Similar to and oftentimes overlapping with the aviation industry, the aerospace sector is more technology-driven and investment-intensive to provide for its massive infrastructural requirements. While the aviation industry caters to aircraft, pilots, travellers and transportation of people and goods around the world, aerospace focuses on industrial and military clientele, and infrastructure geared towards space travel and communication.
Since the introduction of the National Aerospace Blueprint in 1997, Malaysia’s aerospace industry has grown rapidly. Following the establishment of the Malaysian Aerospace Council (MAC) in 2001 to steer and develop the sector in the country, the transformation of the old international airport in Subang Jaya to the Malaysia International Aerospace Centre (MIAC), and the introduction of Satellite Development and Astronaut Programmes, the nation realised RM19b in revenue and RM4.2b in investment from the aerospace industry in 2014. By 2030, this revenue is expected to almost double to RM32.5b, as the technology-intensive sector will also play a crucial role in the country’s aim to achieve developed nation status by 2020. To this end, the Malaysian government introduced the National Aerospace Blueprint 2015-2030 in March this year, as a set of plans to further boost and strengthen the industry, and position the country as Asia’s aerospace hub by 2030. This translates to a commitment to strengthen the infrastructure and systems required to achieve the goals.
In 2014, the Malaysian government – through Majlis Amanah Rakyat (MARA), one of the agencies under the Rural and National Development Ministry – announced the establishment of the Asia Aerospace City (AAC), which will offer the infrastructural requirements to spur innovation and development in the industry. The 328,000 sq m AAC will be located within the MIAC, which is the regional centre for aerospace Maintenance, Repairs and Overhauls (MRO) and engineering businesses, and will feature R&D facilities, office suites, academic campuses, a convention centre, and residential areas. This development will be a welcome infrastructural addition to the country’s rapidly growing MRO capabilities – which also provides the biggest area of opportunities for investors in the sector. Already, Malaysia’s aerospace industry boasts more than 150 local and international companies, including global giants, such as GE Engines, Airbus, AgustaWestland, Messier-Dowty-Bugatti and Spirit Aerosystems.
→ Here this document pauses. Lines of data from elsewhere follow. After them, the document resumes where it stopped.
// Path: crates/blob/src/s3.rs

//! S3-backed blob store.

use alertarc_schema::Alert;
use async_trait::async_trait;
use aws_sdk_s3::error::DisplayErrorContext;
use aws_sdk_s3::primitives::ByteStream;
use aws_sdk_s3::Client;

use crate::iterator::{read_concurrently, AlertIterator};
use crate::pool::{WorkerPool, PARALLELISM};
use crate::{key_for, parse_url, BlobError, Blobstore};

/// Stores alert payloads as S3 objects under `alerts/v1/{object_id}/{candid}`.
///
/// All reads, single or bulk, go through one fixed pool of
/// [`PARALLELISM`] workers, bounding the number of in-flight GETs per store.
#[derive(Clone)]
pub struct S3Blobstore {
    client: Client,
    bucket: String,
    pool: WorkerPool,
}

impl S3Blobstore {
    /// A store writing into `bucket` through the given client.
    pub fn new(client: Client, bucket: impl Into<String>) -> Self {
        Self {
            client,
            bucket: bucket.into(),
            pool: WorkerPool::new(PARALLELISM),
        }
    }

    fn url_for(&self, key: &str) -> String {
        format!("s3://{}/{}", self.bucket, key)
    }

    /// GET + decode without claiming a pool permit; callers hold one already.
    async fn fetch(&self, url: &str) -> Result<Alert, BlobError> {
        let (bucket, key) = parse_url(url)?;
        tracing::debug!(bucket = %bucket, key = %key, "retrieving alert object");
        let resp = self
            .client
            .get_object()
            .bucket(bucket)
            .key(key)
            .send()
            .await
            .map_err(|e| BlobError::remote(url, DisplayErrorContext(e)))?;
        let data = resp
            .body
            .collect()
            .await
            .map_err(|e| BlobError::remote(url, e))?
            .into_bytes();
        Ok(Alert::deserialize(&data)?)
    }
}

#[async_trait]
impl Blobstore for S3Blobstore {
    async fn write(&self, alert: &Alert) -> Result<(usize, String), BlobError> {
        let bytes = alert.serialize()?;
        let size = bytes.len();
        let key = key_for(alert);
        let url = self.url_for(&key);
        tracing::debug!(size, key = %key, "storing alert");
        self.client
            .put_object()
            .bucket(&self.bucket)
            .key(&key)
            .body(ByteStream::from(bytes))
            .send()
            .await
            .map_err(|e| BlobError::remote(&url, DisplayErrorContext(e)))?;
        Ok((size, url))
    }

    async fn read(&self, url: &str) -> Result<Alert, BlobError> {
        let _permit = self.pool.acquire().await;
        self.fetch(url).await
    }

    async fn read_many(&self, urls: Vec<String>) -> AlertIterator {
        let store = self.clone();
        read_concurrently(self.pool.clone(), urls, move |url| {
            let store = store.clone();
            async move { store.fetch(&url).await }
        })
    }
}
“With the right attitude and entrepreneurial instinct, the aerospace industry in 2030 is set to be a strong, dynamic and a high-technology sector that supports the complete aero system lifecycle and an important economic activity for Malaysia.”
– Datuk Seri Mustapa Mohamed, International Trade and Industry Minister speaking at the Malaysian Industry- Government Group for High Technology Open Forum held in conjunction with the Langkawi International Maritime and Aerospace Exhibition 2015 (LIMA15)
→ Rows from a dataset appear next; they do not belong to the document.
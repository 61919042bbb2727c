// Path: crates/db/src/lib.rs

//! The alert database: secondary indexes over blob-stored payloads.
//!
//! Ingest writes the payload to the blob store first and indexes the
//! returned URL second; queries run the other way around, resolving index
//! hits back into alerts through the blob layer. Database-level statistics
//! live in a JSON sidecar that is rewritten on close.

use std::fs::File;
use std::path::{Path, PathBuf};
use std::sync::Arc;

use alertarc_blob::{BlobError, Blobstore};
use alertarc_index::{IndexEngine, IndexError};
use alertarc_schema::Alert;
use thiserror::Error;
use tokio::sync::mpsc;

pub mod meta;

pub use meta::{DaySet, DbMeta};

/// File name of the metadata sidecar inside the database directory.
pub const META_FILE: &str = "meta.json";

/// Errors from the database facade.
#[derive(Debug, Error)]
pub enum DbError {
    /// An index operation failed.
    #[error(transparent)]
    Index(#[from] IndexError),
    /// A blob operation failed.
    #[error(transparent)]
    Blob(#[from] BlobError),
    /// The metadata sidecar could not be read or written.
    #[error("metadata io error: {0}")]
    MetaIo(#[from] std::io::Error),
    /// The metadata sidecar held invalid JSON.
    #[error("metadata encoding error: {0}")]
    MetaJson(#[from] serde_json::Error),
    /// The pixel index was built at a different HEALPix order than requested.
    ///
    /// Opening anyway would silently reinterpret every pixel key as a
    /// different sky region.
    #[error("pixel index was built at HEALPix order {stored}, refusing to open at order {requested}")]
    OrderMismatch {
        /// Order recorded in the metadata sidecar.
        stored: u8,
        /// Order the caller asked for.
        requested: u8,
    },
}

/// An alert archive rooted at one directory, backed by one blob store.
///
/// Ingest is single-writer (`add` takes `&mut self`); queries may run
/// concurrently from clones of the underlying stores via separate handles,
/// but one `Database` value is the expected access path.
pub struct Database {
    dir: PathBuf,
    index: IndexEngine,
    blobs: Arc<dyn Blobstore>,
    meta: DbMeta,
}

impl std::fmt::Debug for Database {
    fn fmt(&self, f: &mut std::fmt::Formatter<'_>) -> std::fmt::Result {
        f.debug_struct("Database")
            .field("dir", &self.dir)
            .field("meta", &self.meta)
            .finish_non_exhaustive()
    }
}

impl Database {
    /// Opens (creating as needed) the database under `dir` with the pixel
    /// index at `order`.
    ///
    /// When a metadata sidecar exists its recorded order must match `order`,
    /// otherwise [`DbError::OrderMismatch`] is returned and nothing is
    /// touched.
    pub fn open(
        dir: impl AsRef<Path>,
        order: u8,
        blobs: Arc<dyn Blobstore>,
    ) -> Result<Self, DbError> {
        let dir = dir.as_ref().to_path_buf();
        let index = IndexEngine::open(&dir, order)?;
        let meta_path = dir.join(META_FILE);
        let meta = if meta_path.exists() {
            let stored = DbMeta::read_from(File::open(&meta_path)?)?;
            if stored.healpix_order != order {
                return Err(DbError::OrderMismatch {
                    stored: stored.healpix_order,
                    requested: order,
                });
            }
            stored
        } else {
            DbMeta::new(order)
        };
        Ok(Self {
            dir,
            index,
            blobs,
            meta,
        })
    }

    /// The current database statistics.
    pub fn meta(&self) -> &DbMeta {
        &self.meta
    }

    /// Stores and indexes one alert.
    ///
    /// The payload is written to the blob store first; if indexing fails
    /// afterwards the blob stays behind as an orphan (there is no rollback).
    pub async fn add(&mut self, alert: &Alert) -> Result<(), DbError> {
        tracing::debug!(candid = alert.candid, object_id = %alert.object_id, "adding alert");
        let (size, url) = self.blobs.write(alert).await?;
        self.meta.n_bytes += size as u64;
        self.index.add(alert, &url)?;
        self.meta.n_alerts += 1;
        self.meta.mark_timestamps(alert);
        tracing::debug!(candid = alert.candid, url = %url, "added alert");
        Ok(())
    }

    /// The alert with this candid. Index `NotFound` propagates as an error:
    /// a single-record lookup has no empty result to fall back on.
    pub async fn get_by_candidate_id(&self, id: u64) -> Result<Alert, DbError> {
        let url = self.index.get_by_candidate(id)?;
        Ok(self.blobs.read(&url).await?)
    }

    /// Every alert of one object, in insertion order. Unknown objects yield
    /// an empty list.
    ///
    /// Objects accumulate tens of alerts, not thousands; the payloads are
    /// fetched serially.
    pub async fn get_by_object_id(&self, id: &str) -> Result<Vec<Alert>, DbError> {
        let urls = match self.index.get_by_object(id) {
            Err(IndexError::NotFound) => return Ok(Vec::new()),
            other => other?,
        };
        let mut alerts = Vec::with_capacity(urls.len());
        for url in &urls {
            alerts.push(self.blobs.read(url).await?);
        }
        Ok(alerts)
    }

    /// Every alert observed in `[start, end)` Julian Dates, fully
    /// materialized. Payload fetches fan out; the returned order is arrival
    /// order, not time order.
    pub async fn get_by_timerange(&self, start: f64, end: f64) -> Result<Vec<Alert>, DbError> {
        let urls = self.index.get_by_timerange(start, end)?;
        self.collect_many(urls).await
    }

    /// Every alert within (or near — pixel coverage is inclusive) a disc of
    /// `radius_rad` radians around (`ra`, `dec`) degrees. Arrival order.
    pub async fn get_by_cone(
        &self,
        ra: f64,
        dec: f64,
        radius_rad: f64,
    ) -> Result<Vec<Alert>, DbError> {
        let urls = self.index.get_by_cone(ra, dec, radius_rad)?;
        self.collect_many(urls).await
    }

    /// Streams every alert observed in `[start, end)` into `sink` as fetches
    /// complete. The sink is closed once the stream is exhausted; a fetch
    /// error is returned after the sink has been closed.
    pub async fn stream_by_timerange(
        &self,
        start: f64,
        end: f64,
        sink: mpsc::Sender<Alert>,
    ) -> Result<(), DbError> {
        let urls = self.index.get_by_timerange(start, end)?;
        let mut iter = self.blobs.read_many(urls).await;
        while iter.next().await {
            if let Some(alert) = iter.take_value() {
                if sink.send(alert).await.is_err() {
                    // The consumer hung up; stop forwarding.
                    break;
                }
            }
        }
        drop(sink);
        match iter.into_error() {
            Some(err) => Err(err.into()),
            None => Ok(()),
        }
    }

    async fn collect_many(&self, urls: Vec<String>) -> Result<Vec<Alert>, DbError> {
        let mut iter = self.blobs.read_many(urls).await;
        let mut alerts = Vec::new();
        while iter.next().await {
            if let Some(alert) = iter.take_value() {
                alerts.push(alert);
            }
        }
        match iter.into_error() {
            Some(err) => Err(err.into()),
            None => Ok(alerts),
        }
    }

    /// Flushes the metadata sidecar, then closes the index engine.
    pub fn close(self) -> Result<(), DbError> {
        let meta_path = self.dir.join(META_FILE);
        let file = File::create(&meta_path)?;
        self.meta.write_to(file)?;
        self.index.close()?;
        Ok(())
    }
}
More than just providing infrastructure, the Malaysian government plans to offer training for Malaysians, to boost the level of skilled workers in the country – with the aerospace sector expected to generate up to 32,000 high-skilled jobs by 2030. The AAC is also designed to be self-sustaining, with solar photovoltaic panels on the dome-like roof tops and electric vehicles such as buses to transport people around the property.
The development of a Malaysian aerospace hub is already being actively promoted by the Malaysian Investment Development Authority (MIDA) and the Ministry of International Trade and Industry (MITI) through conferences in the country and around the world. At one of the most recent of such events, at the Langkawi International Maritime and Aerospace Exhibition 2015 (LIMA15), MITI Minister DatukSeri Mustapa Mohamed pointed out, “The aerospace industry is targeted to be one of Malaysia’s main engines of growth in the next decade as indicated in the Malaysia Aerospace Industry Blueprint 2030.”